Drug czar: Feds won't support legalized pot
Published online on Wednesday, Jul. 22, 2009
By Marc Benjamin / The Fresno Bee

The federal government is not going to pull back on its efforts to curtail marijuana
farming operations, Gil Kerlikowske, director of the White House's Office of National
Drug Control Policy, said Wednesday in Fresno.

The nation's drug czar, who viewed a foothill marijuana farm on U.S. Forest Service
land with state and local officials earlier Wednesday, said the federal government will
not support legalizing marijuana.

"Legalization is not in the president's vocabulary, and it's not in mine," he said.

Kerlikowske said he can understand why legislators are talking about taxing
marijuana cultivation to help cash-strapped government agencies in California. But
the federal government views marijuana as a harmful and addictive drug, he said.

"Marijuana is dangerous and has no medicinal benefit," Kerlikowske said in
downtown Fresno while discussing Operation SOS -- Save Our Sierra -- a multiagency
effort to eradicate marijuana in eastern Fresno County.

Marijuana plants valued at more than $1.26 billion have been confiscated and 82
people arrested over the past 10 days in Fresno County. The operation started last
week and is continuing.

By comparison, Tulare County's leading commodity -- milk -- was valued at about
$1.8 billion in 2008.

Officials say the marijuana-eradication operation will cost hundreds of thousands of
dollars, but the exact amount won't be known until agencies can add up staffing,
vehicle and other costs.

In Operation SOS, more than 314,000 plants were uprooted in 70 gardens --
numbers expected to rise as the enforcement action continues. Agents also seized
$41,000 in cash, 26 firearms and three vehicles.

Planning for the operation began in February and focused on marijuana crops being
backed by Mexican drug cartels, Fresno County Sheriff Margaret Mims said.

Mims said many cartels are involved, but she would not name any because the
investigation is still under way. All but one person arrested was from Mexico, officials
said.

One hundred growers may still be on the loose, said Fresno County sheriff's Lt. Rick
Ko. Many may have gotten rides out of the area, but some could still be in the Sierra,
Ko said.

Last year, Fresno County deputies seized 188,000 marijuana plants.

In just one week, nearly twice as many plants were seized, Mims said, "so you can
imagine how many we were missing."

Statewide, more than 5.3 million plants were seized in 2008, or two of every three
confiscated in the United States, said Bill Ruzzamenti, director of the Central Valley
High Intensity Drug Trafficking Area.

"The amount of drugs out there scares most of us," he said.

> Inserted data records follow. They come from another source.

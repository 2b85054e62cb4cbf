//! Client session: drives an agent over one connection.
//!
//! The client answers the agent's `editor/*` and `intent/*` requests from
//! local implementations and records chat notifications, while exposing the
//! client → server calls as typed methods.

use std::sync::Arc;
use std::time::Duration;

use serde_json::Value;
use tokio::io::{AsyncRead, AsyncWrite};
use tokio::sync::Mutex;
use tokio::task::JoinHandle;
use tokio_util::sync::CancellationToken;
use tracing::{debug, info, warn};

use crate::chat::transcript::{ChatMessage, TranscriptJson};
use crate::editor::{serve_editor, Editor};
use crate::intent::{serve_intent_detector, IntentDetector};
use crate::protocol::{methods, ClientInfo, ExecuteRecipeParams, RecipeInfo, ServerInfo};
use crate::rpc::{ConnectionEnd, MessageRouter, MethodRegistry, Peer};
use crate::{AppError, Result};

/// How long to wait for the agent to close the connection after `exit`.
pub const EXIT_GRACE: Duration = Duration::from_secs(5);

type Shared<T> = Arc<Mutex<T>>;

/// Client side of an agent connection.
#[derive(Debug)]
pub struct ClientSession {
    peer: Peer,
    cancel: CancellationToken,
    router: JoinHandle<ConnectionEnd>,
    transcript: Shared<Option<TranscriptJson>>,
    in_progress: Shared<Option<ChatMessage>>,
}

impl ClientSession {
    /// Start serving a connection; no messages are sent yet.
    ///
    /// # Errors
    ///
    /// Returns [`AppError::DuplicateMethod`] if the handler table cannot be
    /// built.
    pub fn start<R, W>(
        reader: R,
        writer: W,
        editor: Arc<dyn Editor>,
        intent: Arc<dyn IntentDetector>,
        request_timeout: Option<Duration>,
    ) -> Result<Self>
    where
        R: AsyncRead + Unpin + Send + 'static,
        W: AsyncWrite + Unpin + Send + 'static,
    {
        let transcript: Shared<Option<TranscriptJson>> = Arc::default();
        let in_progress: Shared<Option<ChatMessage>> = Arc::default();

        let mut registry = MethodRegistry::new();
        serve_editor(&mut registry, editor)?;
        serve_intent_detector(&mut registry, intent)?;

        let slot = Arc::clone(&in_progress);
        registry.register_notification(
            methods::CHAT_UPDATE_MESSAGE_IN_PROGRESS,
            move |message: Option<ChatMessage>| {
                let slot = Arc::clone(&slot);
                async move {
                    *slot.lock().await = message;
                    Ok(())
                }
            },
        )?;

        let slot = Arc::clone(&transcript);
        registry.register_notification(
            methods::CHAT_UPDATE_TRANSCRIPT,
            move |snapshot: TranscriptJson| {
                let slot = Arc::clone(&slot);
                async move {
                    debug!(
                        interactions = snapshot.interactions.len(),
                        "client: transcript updated"
                    );
                    *slot.lock().await = Some(snapshot);
                    Ok(())
                }
            },
        )?;

        let (peer, outbound) = Peer::new(request_timeout);
        let cancel = CancellationToken::new();
        let router = MessageRouter::new("client", peer.clone(), outbound, registry, cancel.clone());
        let router = tokio::spawn(router.serve(reader, writer));

        Ok(Self {
            peer,
            cancel,
            router,
            transcript,
            in_progress,
        })
    }

    /// Outbound handle of the connection.
    #[must_use]
    pub fn peer(&self) -> &Peer {
        &self.peer
    }

    /// Perform the handshake: `initialize`, then `initialized`.
    ///
    /// # Errors
    ///
    /// Relays the agent's error response, or a connection failure.
    pub async fn initialize(&self, name: &str) -> Result<ServerInfo> {
        let info = ClientInfo {
            name: name.to_owned(),
        };
        let server: ServerInfo = self.peer.request_as(methods::INITIALIZE, &info).await?;
        self.peer.notify(methods::INITIALIZED, Value::Null)?;
        info!(server = %server.name, "client: connected");
        Ok(server)
    }

    /// Call `recipes/list`.
    ///
    /// # Errors
    ///
    /// Relays the agent's error response, or a connection failure.
    pub async fn list_recipes(&self) -> Result<Vec<RecipeInfo>> {
        self.peer.request_as(methods::RECIPES_LIST, &()).await
    }

    /// Call `recipes/execute`.
    ///
    /// # Errors
    ///
    /// Relays the agent's error response, or a connection failure.
    pub async fn execute_recipe(&self, params: &ExecuteRecipeParams) -> Result<()> {
        let _: Value = self
            .peer
            .request_as(methods::RECIPES_EXECUTE, params)
            .await?;
        Ok(())
    }

    /// Latest transcript pushed by the agent.
    pub async fn transcript(&self) -> Option<TranscriptJson> {
        self.transcript.lock().await.clone()
    }

    /// Assistant message currently being generated, if any.
    pub async fn message_in_progress(&self) -> Option<ChatMessage> {
        self.in_progress.lock().await.clone()
    }

    /// Send `shutdown`, then `exit`, and wait for the agent to hang up.
    ///
    /// # Errors
    ///
    /// Relays a failed `shutdown` response or a connection failure.
    pub async fn shutdown_and_exit(self) -> Result<ConnectionEnd> {
        let _: Value = self.peer.request_as(methods::SHUTDOWN, &()).await?;
        self.peer.notify(methods::EXIT, Value::Null)?;
        Ok(self.finish(EXIT_GRACE).await)
    }

    /// Wait up to `grace` for the connection to end, then tear it down.
    pub async fn finish(self, grace: Duration) -> ConnectionEnd {
        let Self {
            cancel, mut router, ..
        } = self;

        if let Ok(joined) = tokio::time::timeout(grace, &mut router).await {
            return joined.unwrap_or_else(|err| {
                ConnectionEnd::Failed(AppError::Io(format!("client router aborted: {err}")))
            });
        }

        warn!(?grace, "client: agent did not close the connection, cancelling");
        cancel.cancel();
        router.await.unwrap_or_else(|err| {
            ConnectionEnd::Failed(AppError::Io(format!("client router aborted: {err}")))
        })
    }
}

Volunteers are going into the gardens to clean up trash, dead animals and pesticides
to return the land as close to its original condition as possible. But it could take years
for the land to recover, because little can be done once fertilizers and pesticides seep
into the ground or stream beds.

"For every acre of marijuana grown, 10 acres are damaged," said George Anderson
with the California Department of Justice.